Collected data entries
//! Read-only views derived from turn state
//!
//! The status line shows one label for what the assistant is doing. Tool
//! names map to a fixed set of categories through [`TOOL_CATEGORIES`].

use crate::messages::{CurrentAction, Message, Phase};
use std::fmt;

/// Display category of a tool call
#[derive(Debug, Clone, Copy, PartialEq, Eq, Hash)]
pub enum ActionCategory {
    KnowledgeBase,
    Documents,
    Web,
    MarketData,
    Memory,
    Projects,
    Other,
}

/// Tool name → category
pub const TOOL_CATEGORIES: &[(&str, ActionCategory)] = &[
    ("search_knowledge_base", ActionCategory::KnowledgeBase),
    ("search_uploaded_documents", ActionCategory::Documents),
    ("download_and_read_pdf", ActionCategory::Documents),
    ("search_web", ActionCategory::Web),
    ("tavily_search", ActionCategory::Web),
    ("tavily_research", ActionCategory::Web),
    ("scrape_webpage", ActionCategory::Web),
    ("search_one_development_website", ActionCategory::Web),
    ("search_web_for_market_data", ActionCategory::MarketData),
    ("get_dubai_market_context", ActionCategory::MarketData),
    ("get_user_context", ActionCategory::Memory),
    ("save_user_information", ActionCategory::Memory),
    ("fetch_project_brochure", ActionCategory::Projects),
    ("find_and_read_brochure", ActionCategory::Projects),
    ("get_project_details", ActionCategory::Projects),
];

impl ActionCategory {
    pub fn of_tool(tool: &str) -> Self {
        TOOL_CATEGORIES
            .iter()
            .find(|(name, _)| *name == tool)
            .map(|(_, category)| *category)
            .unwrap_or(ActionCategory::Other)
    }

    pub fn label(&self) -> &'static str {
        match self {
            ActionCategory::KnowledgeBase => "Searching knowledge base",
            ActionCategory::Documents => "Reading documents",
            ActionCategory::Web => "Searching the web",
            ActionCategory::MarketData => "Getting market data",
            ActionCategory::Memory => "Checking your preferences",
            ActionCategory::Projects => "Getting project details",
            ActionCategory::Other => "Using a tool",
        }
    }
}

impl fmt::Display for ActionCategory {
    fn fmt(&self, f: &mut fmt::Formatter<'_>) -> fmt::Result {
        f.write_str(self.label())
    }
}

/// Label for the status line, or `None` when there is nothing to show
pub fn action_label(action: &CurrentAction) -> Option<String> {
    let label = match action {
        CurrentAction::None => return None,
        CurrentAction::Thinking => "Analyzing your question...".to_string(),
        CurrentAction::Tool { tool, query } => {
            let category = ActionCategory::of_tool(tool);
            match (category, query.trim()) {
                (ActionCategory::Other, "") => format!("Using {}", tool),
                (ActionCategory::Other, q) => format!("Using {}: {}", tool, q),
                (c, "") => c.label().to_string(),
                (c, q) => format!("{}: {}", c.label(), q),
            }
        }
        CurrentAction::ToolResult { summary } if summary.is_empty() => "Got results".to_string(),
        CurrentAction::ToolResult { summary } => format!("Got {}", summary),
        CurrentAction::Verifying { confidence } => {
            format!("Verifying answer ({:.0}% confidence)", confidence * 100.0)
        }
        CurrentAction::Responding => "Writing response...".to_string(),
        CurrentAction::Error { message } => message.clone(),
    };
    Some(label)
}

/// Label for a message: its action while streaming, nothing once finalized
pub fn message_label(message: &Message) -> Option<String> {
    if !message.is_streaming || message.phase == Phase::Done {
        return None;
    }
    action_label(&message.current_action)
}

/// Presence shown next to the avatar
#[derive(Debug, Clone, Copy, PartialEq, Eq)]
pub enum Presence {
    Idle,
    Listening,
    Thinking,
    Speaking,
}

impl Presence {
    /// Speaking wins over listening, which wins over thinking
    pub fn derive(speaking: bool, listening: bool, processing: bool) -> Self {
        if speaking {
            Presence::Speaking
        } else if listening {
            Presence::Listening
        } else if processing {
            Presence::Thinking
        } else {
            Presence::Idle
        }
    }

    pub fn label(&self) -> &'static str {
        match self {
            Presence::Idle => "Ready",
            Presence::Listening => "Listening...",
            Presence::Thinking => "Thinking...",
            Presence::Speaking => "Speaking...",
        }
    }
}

---

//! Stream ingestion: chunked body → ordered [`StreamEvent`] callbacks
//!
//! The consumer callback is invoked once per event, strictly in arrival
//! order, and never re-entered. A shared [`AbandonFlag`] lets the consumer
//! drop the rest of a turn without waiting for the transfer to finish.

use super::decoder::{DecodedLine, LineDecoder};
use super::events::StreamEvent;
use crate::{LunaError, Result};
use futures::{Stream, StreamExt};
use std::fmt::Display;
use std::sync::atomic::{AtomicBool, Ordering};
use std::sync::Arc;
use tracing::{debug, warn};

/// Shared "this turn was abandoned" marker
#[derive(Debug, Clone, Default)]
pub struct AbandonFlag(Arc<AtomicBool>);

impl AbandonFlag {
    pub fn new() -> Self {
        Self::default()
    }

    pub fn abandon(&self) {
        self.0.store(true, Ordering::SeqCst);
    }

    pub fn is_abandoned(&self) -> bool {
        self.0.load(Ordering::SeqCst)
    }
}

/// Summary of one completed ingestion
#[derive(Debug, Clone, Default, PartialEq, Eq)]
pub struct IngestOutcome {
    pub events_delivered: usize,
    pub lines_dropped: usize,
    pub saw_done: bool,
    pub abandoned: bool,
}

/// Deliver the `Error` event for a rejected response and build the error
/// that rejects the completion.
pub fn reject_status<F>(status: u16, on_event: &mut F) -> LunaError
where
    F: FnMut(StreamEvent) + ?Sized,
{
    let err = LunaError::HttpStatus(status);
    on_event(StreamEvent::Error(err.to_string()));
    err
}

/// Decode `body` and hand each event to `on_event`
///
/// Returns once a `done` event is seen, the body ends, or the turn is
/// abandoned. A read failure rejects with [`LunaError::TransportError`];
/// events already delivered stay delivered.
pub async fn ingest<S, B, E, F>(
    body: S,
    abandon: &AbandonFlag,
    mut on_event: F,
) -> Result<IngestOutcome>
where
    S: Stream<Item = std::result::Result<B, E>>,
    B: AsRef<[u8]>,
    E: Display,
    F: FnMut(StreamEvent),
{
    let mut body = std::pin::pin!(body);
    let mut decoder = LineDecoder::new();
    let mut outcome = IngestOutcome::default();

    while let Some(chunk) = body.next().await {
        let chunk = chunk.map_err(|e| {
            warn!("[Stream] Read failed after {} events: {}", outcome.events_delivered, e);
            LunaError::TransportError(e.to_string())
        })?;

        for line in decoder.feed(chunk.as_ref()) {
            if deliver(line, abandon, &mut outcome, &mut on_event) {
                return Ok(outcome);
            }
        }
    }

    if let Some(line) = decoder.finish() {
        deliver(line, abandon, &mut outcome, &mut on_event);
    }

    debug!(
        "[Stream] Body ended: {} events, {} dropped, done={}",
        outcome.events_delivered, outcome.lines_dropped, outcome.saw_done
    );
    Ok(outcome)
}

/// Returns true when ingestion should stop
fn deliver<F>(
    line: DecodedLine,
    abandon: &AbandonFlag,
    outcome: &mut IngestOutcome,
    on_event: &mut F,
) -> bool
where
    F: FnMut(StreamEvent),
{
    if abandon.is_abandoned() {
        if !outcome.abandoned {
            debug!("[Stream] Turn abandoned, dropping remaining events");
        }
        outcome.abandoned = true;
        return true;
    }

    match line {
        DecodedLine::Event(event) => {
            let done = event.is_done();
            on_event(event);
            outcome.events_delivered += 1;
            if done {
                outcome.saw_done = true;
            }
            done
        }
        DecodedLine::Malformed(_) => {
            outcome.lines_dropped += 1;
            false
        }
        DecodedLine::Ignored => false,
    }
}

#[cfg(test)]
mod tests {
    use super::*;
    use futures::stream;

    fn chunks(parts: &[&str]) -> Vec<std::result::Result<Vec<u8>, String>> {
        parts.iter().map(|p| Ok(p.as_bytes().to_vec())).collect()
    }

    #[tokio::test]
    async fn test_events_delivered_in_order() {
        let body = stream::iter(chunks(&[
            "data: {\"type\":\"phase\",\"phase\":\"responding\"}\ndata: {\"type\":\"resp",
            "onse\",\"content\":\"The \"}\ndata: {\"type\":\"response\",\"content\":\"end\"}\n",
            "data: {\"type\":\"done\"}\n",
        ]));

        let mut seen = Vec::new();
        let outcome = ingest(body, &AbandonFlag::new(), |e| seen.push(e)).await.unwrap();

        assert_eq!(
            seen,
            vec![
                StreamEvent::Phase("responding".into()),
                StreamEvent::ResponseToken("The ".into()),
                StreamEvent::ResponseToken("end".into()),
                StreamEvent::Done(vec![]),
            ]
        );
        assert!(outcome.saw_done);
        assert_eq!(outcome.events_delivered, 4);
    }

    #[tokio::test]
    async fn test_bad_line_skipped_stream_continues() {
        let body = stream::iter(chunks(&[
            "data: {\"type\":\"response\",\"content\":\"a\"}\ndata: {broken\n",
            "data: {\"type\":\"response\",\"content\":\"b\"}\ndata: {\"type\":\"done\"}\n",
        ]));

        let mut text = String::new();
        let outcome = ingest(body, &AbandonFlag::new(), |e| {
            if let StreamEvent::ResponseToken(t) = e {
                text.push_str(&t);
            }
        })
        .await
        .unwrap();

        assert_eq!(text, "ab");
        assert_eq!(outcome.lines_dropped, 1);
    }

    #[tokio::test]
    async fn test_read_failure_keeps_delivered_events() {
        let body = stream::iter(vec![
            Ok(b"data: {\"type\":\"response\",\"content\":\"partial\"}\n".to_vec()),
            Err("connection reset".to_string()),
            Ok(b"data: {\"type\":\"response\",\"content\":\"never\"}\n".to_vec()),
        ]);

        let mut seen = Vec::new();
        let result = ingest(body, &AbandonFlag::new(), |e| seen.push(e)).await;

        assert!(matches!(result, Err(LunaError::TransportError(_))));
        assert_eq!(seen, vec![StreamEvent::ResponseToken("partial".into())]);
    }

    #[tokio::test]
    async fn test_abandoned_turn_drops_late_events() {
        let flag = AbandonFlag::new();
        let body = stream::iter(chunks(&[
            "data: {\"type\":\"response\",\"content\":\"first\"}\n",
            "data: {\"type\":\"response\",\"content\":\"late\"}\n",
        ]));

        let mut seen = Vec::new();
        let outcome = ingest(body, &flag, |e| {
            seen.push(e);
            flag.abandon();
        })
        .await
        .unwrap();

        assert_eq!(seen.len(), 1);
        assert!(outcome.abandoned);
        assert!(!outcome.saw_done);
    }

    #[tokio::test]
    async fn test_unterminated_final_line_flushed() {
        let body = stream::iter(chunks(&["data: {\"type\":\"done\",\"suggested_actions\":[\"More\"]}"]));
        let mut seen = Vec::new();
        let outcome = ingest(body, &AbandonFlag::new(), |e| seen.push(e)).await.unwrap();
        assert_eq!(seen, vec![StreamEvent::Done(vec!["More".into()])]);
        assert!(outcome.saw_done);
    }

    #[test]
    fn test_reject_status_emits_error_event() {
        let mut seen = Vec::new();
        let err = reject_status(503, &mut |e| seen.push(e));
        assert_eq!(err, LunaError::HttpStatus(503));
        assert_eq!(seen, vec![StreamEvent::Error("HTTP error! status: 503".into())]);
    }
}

--

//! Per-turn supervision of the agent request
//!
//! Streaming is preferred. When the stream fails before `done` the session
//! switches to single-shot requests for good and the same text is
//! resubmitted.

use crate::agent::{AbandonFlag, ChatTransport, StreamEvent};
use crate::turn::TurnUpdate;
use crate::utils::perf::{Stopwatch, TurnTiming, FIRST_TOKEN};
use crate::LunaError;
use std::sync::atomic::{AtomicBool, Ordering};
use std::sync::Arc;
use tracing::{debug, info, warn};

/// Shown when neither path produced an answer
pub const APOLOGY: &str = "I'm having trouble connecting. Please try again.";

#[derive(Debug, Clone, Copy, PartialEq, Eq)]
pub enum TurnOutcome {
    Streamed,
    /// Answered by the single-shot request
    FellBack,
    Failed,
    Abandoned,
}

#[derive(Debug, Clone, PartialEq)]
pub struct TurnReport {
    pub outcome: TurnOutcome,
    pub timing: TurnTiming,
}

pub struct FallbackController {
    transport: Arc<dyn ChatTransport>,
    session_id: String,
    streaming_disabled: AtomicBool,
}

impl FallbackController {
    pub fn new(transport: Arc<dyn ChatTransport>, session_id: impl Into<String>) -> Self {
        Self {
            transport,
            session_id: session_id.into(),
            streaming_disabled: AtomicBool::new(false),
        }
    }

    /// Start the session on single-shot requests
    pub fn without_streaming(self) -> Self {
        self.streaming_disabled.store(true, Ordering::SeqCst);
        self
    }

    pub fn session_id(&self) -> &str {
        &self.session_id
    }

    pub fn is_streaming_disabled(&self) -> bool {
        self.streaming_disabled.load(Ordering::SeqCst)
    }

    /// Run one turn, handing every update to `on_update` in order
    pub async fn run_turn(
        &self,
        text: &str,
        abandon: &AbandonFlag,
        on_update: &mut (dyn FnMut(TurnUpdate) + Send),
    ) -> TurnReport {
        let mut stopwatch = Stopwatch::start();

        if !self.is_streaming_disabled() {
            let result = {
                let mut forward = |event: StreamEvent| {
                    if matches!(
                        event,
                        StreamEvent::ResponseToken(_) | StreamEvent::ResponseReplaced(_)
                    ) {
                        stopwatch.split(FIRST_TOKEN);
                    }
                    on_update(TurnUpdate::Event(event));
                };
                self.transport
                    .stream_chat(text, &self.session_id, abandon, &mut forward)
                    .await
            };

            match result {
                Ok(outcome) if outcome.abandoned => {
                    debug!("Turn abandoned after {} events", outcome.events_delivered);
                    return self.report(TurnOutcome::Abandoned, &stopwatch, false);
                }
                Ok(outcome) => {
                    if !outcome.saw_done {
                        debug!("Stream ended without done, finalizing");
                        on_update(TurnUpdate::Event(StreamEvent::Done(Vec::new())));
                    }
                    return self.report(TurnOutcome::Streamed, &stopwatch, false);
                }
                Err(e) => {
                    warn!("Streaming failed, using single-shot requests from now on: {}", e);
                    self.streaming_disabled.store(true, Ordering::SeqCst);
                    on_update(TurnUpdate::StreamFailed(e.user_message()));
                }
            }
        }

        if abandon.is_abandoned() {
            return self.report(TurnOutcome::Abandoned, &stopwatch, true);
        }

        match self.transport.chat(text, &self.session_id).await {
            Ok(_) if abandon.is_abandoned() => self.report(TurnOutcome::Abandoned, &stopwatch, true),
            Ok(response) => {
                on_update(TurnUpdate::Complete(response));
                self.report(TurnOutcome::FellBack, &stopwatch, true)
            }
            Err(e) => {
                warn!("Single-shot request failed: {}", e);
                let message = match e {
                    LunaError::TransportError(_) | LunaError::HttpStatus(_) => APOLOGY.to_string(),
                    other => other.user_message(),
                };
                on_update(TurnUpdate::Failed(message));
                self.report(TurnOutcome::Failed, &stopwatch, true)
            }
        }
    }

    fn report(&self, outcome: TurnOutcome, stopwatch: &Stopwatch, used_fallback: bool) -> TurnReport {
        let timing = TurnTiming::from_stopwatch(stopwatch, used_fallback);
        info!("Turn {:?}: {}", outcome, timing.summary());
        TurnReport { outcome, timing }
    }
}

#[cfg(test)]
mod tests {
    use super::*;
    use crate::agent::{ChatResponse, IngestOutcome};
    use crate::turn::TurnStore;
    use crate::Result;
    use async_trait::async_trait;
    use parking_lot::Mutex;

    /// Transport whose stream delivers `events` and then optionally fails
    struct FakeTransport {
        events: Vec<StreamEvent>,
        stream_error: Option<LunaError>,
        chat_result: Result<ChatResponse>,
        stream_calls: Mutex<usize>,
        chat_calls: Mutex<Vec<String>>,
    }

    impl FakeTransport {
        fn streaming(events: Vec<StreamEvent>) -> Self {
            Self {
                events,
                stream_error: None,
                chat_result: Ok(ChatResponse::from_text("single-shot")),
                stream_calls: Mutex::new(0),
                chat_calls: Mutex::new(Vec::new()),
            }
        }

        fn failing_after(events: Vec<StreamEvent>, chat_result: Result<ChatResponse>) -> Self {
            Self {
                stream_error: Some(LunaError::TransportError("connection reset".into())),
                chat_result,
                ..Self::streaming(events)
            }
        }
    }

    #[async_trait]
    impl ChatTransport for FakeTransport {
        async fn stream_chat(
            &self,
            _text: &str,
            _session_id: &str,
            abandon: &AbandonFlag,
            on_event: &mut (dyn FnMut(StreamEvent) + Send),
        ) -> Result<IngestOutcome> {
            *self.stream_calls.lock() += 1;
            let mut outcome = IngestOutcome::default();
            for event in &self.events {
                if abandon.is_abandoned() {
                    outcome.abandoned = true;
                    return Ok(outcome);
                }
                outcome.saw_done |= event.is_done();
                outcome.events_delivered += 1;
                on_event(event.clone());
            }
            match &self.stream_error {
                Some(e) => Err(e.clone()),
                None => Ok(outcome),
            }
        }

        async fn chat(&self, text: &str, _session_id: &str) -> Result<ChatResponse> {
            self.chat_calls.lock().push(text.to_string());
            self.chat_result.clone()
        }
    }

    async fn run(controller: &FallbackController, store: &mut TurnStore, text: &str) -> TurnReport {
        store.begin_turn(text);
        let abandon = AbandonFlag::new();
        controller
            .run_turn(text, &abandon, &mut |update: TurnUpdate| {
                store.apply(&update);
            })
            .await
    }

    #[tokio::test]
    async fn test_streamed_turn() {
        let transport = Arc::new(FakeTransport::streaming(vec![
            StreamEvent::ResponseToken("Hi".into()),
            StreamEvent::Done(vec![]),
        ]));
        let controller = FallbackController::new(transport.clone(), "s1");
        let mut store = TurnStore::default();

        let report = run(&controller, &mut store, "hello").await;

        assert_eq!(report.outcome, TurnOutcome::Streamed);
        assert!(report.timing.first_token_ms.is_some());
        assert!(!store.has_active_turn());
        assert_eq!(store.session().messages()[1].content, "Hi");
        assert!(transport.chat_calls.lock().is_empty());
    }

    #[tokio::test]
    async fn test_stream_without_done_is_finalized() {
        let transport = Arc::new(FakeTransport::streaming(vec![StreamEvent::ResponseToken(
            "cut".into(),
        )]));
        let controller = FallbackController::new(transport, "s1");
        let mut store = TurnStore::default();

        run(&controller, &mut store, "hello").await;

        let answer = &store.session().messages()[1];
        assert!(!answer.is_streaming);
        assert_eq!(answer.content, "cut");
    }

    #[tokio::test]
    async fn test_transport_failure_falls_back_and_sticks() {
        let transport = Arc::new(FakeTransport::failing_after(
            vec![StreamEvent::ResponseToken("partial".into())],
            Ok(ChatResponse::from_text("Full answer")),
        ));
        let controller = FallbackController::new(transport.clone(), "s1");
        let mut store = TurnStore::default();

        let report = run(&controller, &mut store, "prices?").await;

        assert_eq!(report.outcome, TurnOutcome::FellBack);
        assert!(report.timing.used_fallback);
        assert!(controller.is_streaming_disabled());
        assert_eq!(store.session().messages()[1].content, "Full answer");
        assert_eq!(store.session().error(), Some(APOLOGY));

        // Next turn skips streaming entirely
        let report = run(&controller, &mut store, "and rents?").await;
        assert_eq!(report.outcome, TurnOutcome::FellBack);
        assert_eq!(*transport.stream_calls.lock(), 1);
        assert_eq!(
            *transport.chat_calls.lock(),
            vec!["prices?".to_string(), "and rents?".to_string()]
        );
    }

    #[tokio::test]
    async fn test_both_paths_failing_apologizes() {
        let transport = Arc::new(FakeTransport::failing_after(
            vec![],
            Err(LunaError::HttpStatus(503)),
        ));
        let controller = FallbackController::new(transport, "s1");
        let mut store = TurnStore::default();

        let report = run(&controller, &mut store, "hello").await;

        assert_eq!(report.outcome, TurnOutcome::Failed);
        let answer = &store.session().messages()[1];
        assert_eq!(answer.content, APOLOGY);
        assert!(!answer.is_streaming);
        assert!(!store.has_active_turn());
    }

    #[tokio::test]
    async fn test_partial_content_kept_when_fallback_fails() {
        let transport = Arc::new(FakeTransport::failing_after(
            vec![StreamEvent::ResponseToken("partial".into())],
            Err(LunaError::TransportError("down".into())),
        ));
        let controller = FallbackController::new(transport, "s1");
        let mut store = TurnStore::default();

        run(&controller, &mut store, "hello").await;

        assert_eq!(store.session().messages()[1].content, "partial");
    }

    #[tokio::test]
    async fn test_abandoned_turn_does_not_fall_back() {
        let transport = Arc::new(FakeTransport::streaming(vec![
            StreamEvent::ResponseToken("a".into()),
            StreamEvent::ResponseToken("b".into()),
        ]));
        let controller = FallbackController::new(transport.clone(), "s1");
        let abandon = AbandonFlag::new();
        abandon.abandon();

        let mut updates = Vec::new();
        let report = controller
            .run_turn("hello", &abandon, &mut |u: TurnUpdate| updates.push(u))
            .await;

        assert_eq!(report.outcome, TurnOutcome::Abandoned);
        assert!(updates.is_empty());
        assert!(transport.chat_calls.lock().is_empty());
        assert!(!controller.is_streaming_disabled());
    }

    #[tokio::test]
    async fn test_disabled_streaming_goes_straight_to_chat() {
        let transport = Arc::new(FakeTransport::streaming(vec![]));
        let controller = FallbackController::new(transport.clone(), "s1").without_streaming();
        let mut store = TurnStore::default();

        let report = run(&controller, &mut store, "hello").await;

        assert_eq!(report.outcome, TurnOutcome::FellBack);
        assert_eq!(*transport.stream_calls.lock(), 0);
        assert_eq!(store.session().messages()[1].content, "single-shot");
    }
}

> _Task description_: Please write out, exactly as they appear above, only the lines in the stretch from the line with "from turn state" through the line with "pub enum ActionCategory".

> _Output below_:
//! Read-only views derived from turn state
//!
//! The status line shows one label for what the assistant is doing. Tool
//! names map to a fixed set of categories through [`TOOL_CATEGORIES`].

use crate::messages::{CurrentAction, Message, Phase};
use std::fmt;

/// Display category of a tool call
#[derive(Debug, Clone, Copy, PartialEq, Eq, Hash)]
pub enum ActionCategory {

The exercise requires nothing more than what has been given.